Antiovulatory and postcoital antifertility activity of the antiprogestin CDB-2914 when administered as single, multiple, or continuous doses to rats.

The present studies in rats were undertaken to investigate the potential of a new antiprogestin, CDB-2914, for use as an emergency postcoital contraceptive for women. When given orally at noon on the day of proestrus, both CDB-2914 and mifepristone displayed dose-dependent antiovulatory activity; however, CDB-2914 was about eight times more potent than mifepristone. Both antiprogestins were considerably less potent in blocking ovulation when injected subcutaneously.

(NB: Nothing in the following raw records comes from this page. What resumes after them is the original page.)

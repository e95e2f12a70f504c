//! Root meta-package release (`--root`)
//!
//! Builds `dist/` holding the JS binding and a manifest that pulls in every
//! platform package as an optional dependency, then publishes it.

use crate::core::error::{ArtifactError, RailError, RailResult};
use crate::core::runner::CommandSpec;
use crate::napi::config::NormalizedNapiConfig;
use crate::napi::manifest::{MANIFEST_FILE, RootManifest, VENDOR_KEY, write_json};
use crate::napi::stubs;
use crate::release::artifacts::{self, LICENSE_FILE, README_FILE};
use crate::release::publish::{self, PublishTarget};
use crate::release::{PUBLISH_FIELDS, ReleaseContext};
use serde_json::{Map, Value, json};
use std::path::{Path, PathBuf};

/// Output directory for the root package
pub const ROOT_PUBLISH_DIR: &str = "dist";

/// The generated JS binding every root package must ship
pub const JS_ENTRY: &str = "index.js";

pub fn build_command(root: &Path) -> CommandSpec {
  CommandSpec::new("pnpm", root).args(["run", "build"])
}

/// `{ "<packageName>-<platformKey>": version }` for each platform with a stub on disk
pub fn optional_dependencies(root: &Path, config: &NormalizedNapiConfig, version: &str) -> Map<String, Value> {
  stubs::existing(root)
    .into_iter()
    .map(|d| {
      (
        format!("{}-{}", config.package_name, d.platform_key),
        Value::String(version.to_string()),
      )
    })
    .collect()
}

/// Derive the published manifest from the root manifest
pub fn publish_manifest(manifest: &RootManifest, optional_deps: Map<String, Value>) -> Value {
  let mut out = manifest.pick(PUBLISH_FIELDS);
  out.insert("optionalDependencies".to_string(), Value::Object(optional_deps));

  if let Some(postinstall) = manifest.postinstall() {
    out.insert("scripts".to_string(), json!({ "postinstall": postinstall }));
  }

  if let Some(vendor) = manifest.vendor() {
    for key in &vendor.keep {
      if let Some(value) = manifest.get(key) {
        out.insert(key.clone(), value.clone());
      }
    }
  }
  if let Some(block) = manifest.get(VENDOR_KEY) {
    out.insert(VENDOR_KEY.to_string(), block.clone());
  }

  Value::Object(out)
}

/// Run the root release. Returns the publish directory.
pub fn run_root_release(
  ctx: &ReleaseContext<'_>,
  manifest: &RootManifest,
  config: &NormalizedNapiConfig,
) -> RailResult<PathBuf> {
  let root = ctx.root();
  let version = manifest.version()?;
  manifest.name()?;
  let files = manifest.require_files()?;
  for file in files {
    artifacts::check_relative("files", file)?;
  }

  let entry = root.join(JS_ENTRY);
  if !entry.is_file() {
    return Err(RailError::Artifact(ArtifactError::MissingEntryPoint { path: entry }));
  }

  println!("🔨 Building {}...", config.package_name);
  ctx.runner.run(&build_command(root))?;

  let optional_deps = optional_dependencies(root, config, version);
  if optional_deps.is_empty() {
    tracing::warn!("no platform packages found under npm/; the root package will have no optionalDependencies");
  }

  let out = root.join(ROOT_PUBLISH_DIR);
  artifacts::recreate_dir(&out)?;

  write_json(&out.join(MANIFEST_FILE), &publish_manifest(manifest, optional_deps))?;

  artifacts::copy_if_present(root, LICENSE_FILE, &out)?;
  artifacts::copy_if_present(root, README_FILE, &out)?;
  for file in files {
    artifacts::copy_if_present(root, file, &out)?;
  }

  println!("📦 Assembled {}", out.display());
  publish::publish(ctx, PublishTarget::Directory(&out))?;
  Ok(out)
}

To evaluate antifertility activity during continuous low dose administration, rats were dosed orally with 0.5 mg of either CDB-2914 or mifepristone daily, commencing on the day of estrus and continuing for 24 days. Females were cohabited with proven fertile males on day 8 of treatment and were removed 1-3 days later after confirmed mating. The pregnancy rate was significantly reduced (p < 0.05) only in the CDB-2914-treated females; however, the mean number of normal implantation sites per pregnant rat was significantly reduced (p < 0.05) by mifepristone as compared with the vehicle control group. CDB-2914 was also found to prevent pregnancy when administered orally after mating from days 0-3 during tubal egg transport, or from days 4-6 during the pre- and peri-implantation periods. To determine the day of maximal sensitivity to CDB-2914, a single 2-mg dose per rat was given orally on days 0, 1, 2, 3, 4, or 5 postmating. This dose of CDB-2914 was without effect on pregnancy at days 0, 1, 2, or 3 postmating. In contrast, 2 mg CDB-2914 per rat was highly effective in blocking pregnancy when given on either day 4 or 5 postmating. Collectively, these data demonstrate that CDB-2914 is an orally active postcoital antifertility agent that is more potent than mifepristone in the rat. Hence, CDB-2914 may prove to be an effective emergency postcoital contraceptive in women.